I let myself fall apart again and again. I began to see all the lies I had convinced myself to be true, and how they haunted and harmed me. This was a major turning point in my life.
That same night, I remembered when my boss referred to me as a ‘work horse’. At the time, I wore that as a badge of honor.
On this night, that badge of honor started to look hollow, meaningless, and harmful.
If there is anything written about my death, being known as the following, is not something I aspire to….
“Here lies Matt, the man that worked himself to death for another person’s dreams. He was a great horse. Until he wasn’t.
Here lies Matt, lived his life scared of his own shadow, afraid to see how he lied to himself until his final days”
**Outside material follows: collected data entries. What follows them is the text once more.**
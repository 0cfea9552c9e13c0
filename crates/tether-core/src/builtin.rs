//! Host types the bridge itself exposes to scripts
//!
//! - `Tether.ScriptException`: the error object raised into scripts
//! - `Tether.EventRegistration`: what reading an event member yields
//! - `System.Type` instances returned by `ctype`

use std::sync::Arc;

use once_cell::sync::Lazy;
use tether_sdk::{
    types, EventInfo, HostError, HostObject, HostResult, HostValue, Invocation, MethodInfo,
    ParamInfo, PropertyInfo, ScriptRefKind, TypeBuilder, TypeRef,
};

use crate::error::ScriptException;
use crate::pool::pool;

fn exception(inv: &Invocation<'_>) -> HostResult<ScriptException> {
    inv.this::<ScriptException>().cloned()
}

static SCRIPT_EXCEPTION: Lazy<TypeRef> = Lazy::new(|| {
    TypeBuilder::class("Tether.ScriptException")
        .sealed()
        .property(
            PropertyInfo::new("Message", &types::string())
                .getter(|inv| Ok(exception(inv)?.message.into())),
        )
        .property(
            PropertyInfo::new("Source", &types::string())
                .getter(|inv| Ok(exception(inv)?.source.into())),
        )
        .property(
            PropertyInfo::new("IsHostException", &types::boolean())
                .getter(|inv| Ok(exception(inv)?.is_host_exception().into())),
        )
        .property(
            PropertyInfo::new("InnerMessage", &types::string()).getter(|inv| {
                let exc = exception(inv)?;
                Ok(exc
                    .inner
                    .as_ref()
                    .map(|h| match h.host_exception() {
                        Some(e) => e.root().message.clone(),
                        None => h.to_string(),
                    })
                    .into())
            }),
        )
        .method(
            MethodInfo::new("ToString", &types::string())
                .body(|inv| Ok(exception(inv)?.to_string().into())),
        )
        .build()
});

/// The `ScriptException` host type
pub fn script_exception_type() -> TypeRef {
    SCRIPT_EXCEPTION.clone()
}

/// Wrap an exception as a host object
pub fn exception_object(exc: ScriptException) -> HostValue {
    HostValue::Object(HostObject::new(exc, &SCRIPT_EXCEPTION))
}

/// Event member read from an object or type, waiting for `Add`/`Remove`
pub struct PendingRegistration {
    /// The event
    pub event: Arc<EventInfo>,
    /// Instance owning the event; `None` for static events
    pub target: Option<HostValue>,
}

fn registration(inv: &Invocation<'_>) -> HostResult<(Arc<EventInfo>, Option<HostValue>)> {
    let reg = inv.this::<PendingRegistration>()?;
    Ok((reg.event.clone(), reg.target.clone()))
}

fn handler_for(inv: &Invocation<'_>, event: &EventInfo) -> HostResult<HostObject> {
    match inv.arg(0)? {
        HostValue::Object(o) => Ok(o.clone()),
        HostValue::Script(r) if r.kind() == ScriptRefKind::Function => {
            let tr = pool()
                .find(inv.state.id())
                .ok_or_else(|| HostError::ArgumentError("no bridge attached".into()))?;
            tr.adapters().delegate_for(&event.handler_type, r.clone())
        }
        other => Err(HostError::mismatch(
            event.handler_type.full_name(),
            other.type_name(),
        )),
    }
}

static EVENT_REGISTRATION: Lazy<TypeRef> = Lazy::new(|| {
    TypeBuilder::class("Tether.EventRegistration")
        .sealed()
        .method(
            MethodInfo::new("Add", &types::object())
                .param(ParamInfo::new("handler", &types::object()))
                .body(|inv| {
                    let (event, target) = registration(inv)?;
                    let handler = handler_for(inv, &event)?;
                    (event.add)(target.as_ref(), handler.clone())?;
                    Ok(HostValue::Object(handler))
                }),
        )
        .method(
            MethodInfo::new("Remove", &types::void())
                .param(ParamInfo::new("handler", &types::object()))
                .body(|inv| {
                    let (event, target) = registration(inv)?;
                    match inv.arg(0)? {
                        HostValue::Object(o) => (event.remove)(target.as_ref(), o.clone())?,
                        other => {
                            return Err(HostError::mismatch(
                                event.handler_type.full_name(),
                                other.type_name(),
                            ))
                        }
                    }
                    Ok(HostValue::Null)
                }),
        )
        .build()
});

/// Registration object for `event` on `target`
pub fn event_registration(event: Arc<EventInfo>, target: Option<HostValue>) -> HostValue {
    HostValue::Object(HostObject::new(
        PendingRegistration { event, target },
        &EVENT_REGISTRATION,
    ))
}

fn described_type(inv: &Invocation<'_>) -> HostResult<TypeRef> {
    inv.this::<TypeRef>().cloned()
}

static TYPE_OBJECT: Lazy<TypeRef> = Lazy::new(|| {
    TypeBuilder::class("System.RuntimeType")
        .sealed()
        .property(
            PropertyInfo::new("FullName", &types::string())
                .getter(|inv| Ok(described_type(inv)?.full_name().into())),
        )
        .property(
            PropertyInfo::new("Name", &types::string())
                .getter(|inv| Ok(described_type(inv)?.name().into())),
        )
        .method(
            MethodInfo::new("ToString", &types::string())
                .body(|inv| Ok(described_type(inv)?.full_name().into())),
        )
        .build()
});

/// A type as an ordinary object, as opposed to a type proxy
pub fn type_object(ty: &TypeRef) -> HostValue {
    HostValue::Object(HostObject::new(ty.clone(), &TYPE_OBJECT))
}

/// The type described by a value produced by `type_object` or a type proxy
pub fn described(value: &HostValue) -> Option<TypeRef> {
    match value {
        HostValue::Type(t) => Some(t.clone()),
        HostValue::Object(o) => o.downcast::<TypeRef>().cloned(),
        _ => None,
    }
}

#[cfg(test)]
mod tests {
    use super::*;
    use tether_script::ScriptState;
    use tether_sdk::HostException;

    #[test]
    fn test_exception_members() {
        let mut exc = ScriptException::new("bad call", "main:3: ");
        exc.inner = Some(HostError::Exception(
            HostException::new("Outer", "wrapped").with_inner(HostException::new("Io", "disk full")),
        ));
        let obj = exception_object(exc);
        let o = obj.as_object().unwrap();
        let mut state = ScriptState::new();
        let ty = script_exception_type();
        let get = |state: &mut ScriptState, name: &str| {
            let p = ty
                .members()
                .properties
                .iter()
                .find(|p| p.name == name)
                .cloned()
                .unwrap();
            let getter = p.getter.clone().unwrap();
            let mut inv = Invocation::new(state, Some(HostValue::Object(o.clone())), vec![]);
            getter(&mut inv).unwrap()
        };
        assert_eq!(get(&mut state, "Message").as_str(), Some("bad call"));
        assert_eq!(get(&mut state, "IsHostException").as_bool(), Some(true));
        assert_eq!(get(&mut state, "InnerMessage").as_str(), Some("disk full"));
    }

    #[test]
    fn test_type_object_describes_its_type() {
        let t = types::i32();
        let v = type_object(&t);
        assert_eq!(described(&v).unwrap().id(), t.id());
        assert_eq!(described(&HostValue::Type(t.clone())).unwrap().id(), t.id());
    }
}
In the allowing of my falling apart, I was able to see what I once could not. I began leaning into the tension and angst that had always been there, with greater awareness. In doing this, I continued my path of creating a more easeful life.
I was further freeing myself from the shackles that bound me.
This period began to create space for more curiosity, wonderment, and creative expression. Bit by bit, this started to show up in each area of my life. Over the past five years, I have continued my process.
What has shifted is living my life more as a process rather than a goal. I do have goals in business and my life. And, it’s been learning to be present to the process of their creation, that freedom and results exist.
Freeing ourselves occurs from the inside out is an ongoing process that unfolds. Developing the courage to lean into the tensions we sense are there, is our next step to freedom.
Will you give yourself permission to lean in?